ICPR – International Commission for the Protection of the Rhine

Fauna and flora

Many hundreds of animal and plant species live in the innumerable different habitats along the Rhine and its tributaries.

Each species is adapted to the particular ecological characteristics of its habitat, to water temperature, velocity of current, oxygen and nutrient content.

The presence of a particular species permits conclusions regarding the ecological state of the habitat. Therefore, some fish typical of a specific habitat and other water organisms serve as indicators for the ecological state. Plankton and water fowl also play an important role.

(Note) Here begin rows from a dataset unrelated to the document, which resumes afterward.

//! Part reader
//!
//! Pulls successive parts out of an async byte source according to a
//! [`TransferPlan`]. With a known size every part must be full and nothing
//! may follow the last one; with an unknown size the first short read ends
//! the stream.

use super::planner::{TransferPlan, MAX_PARTS};
use super::UploadError;
use bytes::Bytes;
use tokio::io::{AsyncRead, AsyncReadExt};

/// A numbered chunk of the source
#[derive(Debug, Clone, PartialEq, Eq)]
pub struct SourcePart {
    pub number: u32,
    pub body: Bytes,
}

/// Result of asking the reader for the next part
#[derive(Debug, Clone, PartialEq, Eq)]
pub enum PartRead {
    /// A part with more to follow
    More(SourcePart),
    /// The last part of the source
    Final(SourcePart),
    /// Nothing left; only returned when the previous part was full
    End,
}

pub struct PartReader<R> {
    source: R,
    plan: TransferPlan,
    next_part: u32,
    bytes_read: u64,
    finished: bool,
}

impl<R> PartReader<R>
where
    R: AsyncRead + Unpin,
{
    pub fn new(source: R, plan: TransferPlan) -> Self {
        Self {
            source,
            plan,
            next_part: 1,
            bytes_read: 0,
            finished: false,
        }
    }

    pub fn plan(&self) -> &TransferPlan {
        &self.plan
    }

    /// Total bytes consumed from the source so far
    pub fn bytes_read(&self) -> u64 {
        self.bytes_read
    }

    pub async fn next_part(&mut self) -> Result<PartRead, UploadError> {
        if self.finished {
            return Ok(PartRead::End);
        }
        match self.plan.part_count {
            Some(count) => self.next_sized(count).await,
            None => self.next_streaming().await,
        }
    }

    async fn next_sized(&mut self, count: u32) -> Result<PartRead, UploadError> {
        let expected_total = self.plan.total_size.unwrap_or_default();
        let want = self.plan.part_size_of(self.next_part);
        let body = self.fill(want).await?;

        if (body.len() as u64) < want {
            self.finished = true;
            return Err(UploadError::SizeMismatch {
                expected: expected_total,
                actual: self.bytes_read,
            });
        }

        let part = SourcePart {
            number: self.next_part,
            body,
        };
        self.next_part += 1;

        if part.number < count {
            return Ok(PartRead::More(part));
        }

        // Anything past the declared length is a caller error.
        self.finished = true;
        let mut overflow = [0u8; 1];
        let extra = self.source.read(&mut overflow).await?;
        if extra > 0 {
            return Err(UploadError::SizeMismatch {
                expected: expected_total,
                actual: self.bytes_read + extra as u64,
            });
        }
        Ok(PartRead::Final(part))
    }

    async fn next_streaming(&mut self) -> Result<PartRead, UploadError> {
        let want = self.plan.part_size;
        let body = self.fill(want).await?;

        if body.is_empty() && self.next_part > 1 {
            self.finished = true;
            return Ok(PartRead::End);
        }

        if self.next_part > MAX_PARTS {
            self.finished = true;
            return Err(UploadError::ObjectTooLarge {
                part_size: self.plan.part_size,
                max_parts: MAX_PARTS,
            });
        }

        let short = (body.len() as u64) < want;
        let part = SourcePart {
            number: self.next_part,
            body,
        };
        self.next_part += 1;

        if short {
            self.finished = true;
            Ok(PartRead::Final(part))
        } else {
            Ok(PartRead::More(part))
        }
    }

    /// Read until `want` bytes are buffered or the source is exhausted
    async fn fill(&mut self, want: u64) -> Result<Bytes, UploadError> {
        let want = usize::try_from(want).map_err(|_| {
            UploadError::InvalidArgument(format!("part size {} does not fit in memory", want))
        })?;

        let mut buf = vec![0u8; want];
        let mut filled = 0;
        while filled < want {
            let n = self.source.read(&mut buf[filled..]).await?;
            if n == 0 {
                break;
            }
            filled += n;
        }
        buf.truncate(filled);
        self.bytes_read += filled as u64;
        Ok(Bytes::from(buf))
    }
}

The last biological inventories showed that many species of fish as well as invertebrate fauna (including snails, insect larvae, and mussels) that were regarded as extinct in the Rhine have returned.

In spite of this success, today’s aquatic communities in the Rhine are far from having reached a stable balance.

The unnatural and uniform state of the Rhine and its tributaries enhance the development of ubiquists and of immigrated species with low demands to ecological status. With a view to improving biological diversity, rivers must become more varied and sub-natural.

Learn more about animals and plants in the Rhine and read the ICPR technical report no. 280.

Did you know ...

that, in 1966, even a whale lived in the Rhine for a short time?

For one month, the white whale baptized „Moby Dick“ swam upriver as far as Bonn and then returned into the North Sea.

Today the passenger ship „Moby Dick“ belonging to the Bonner-Personen-Schifffahrt reminds of this visitor from the North Sea.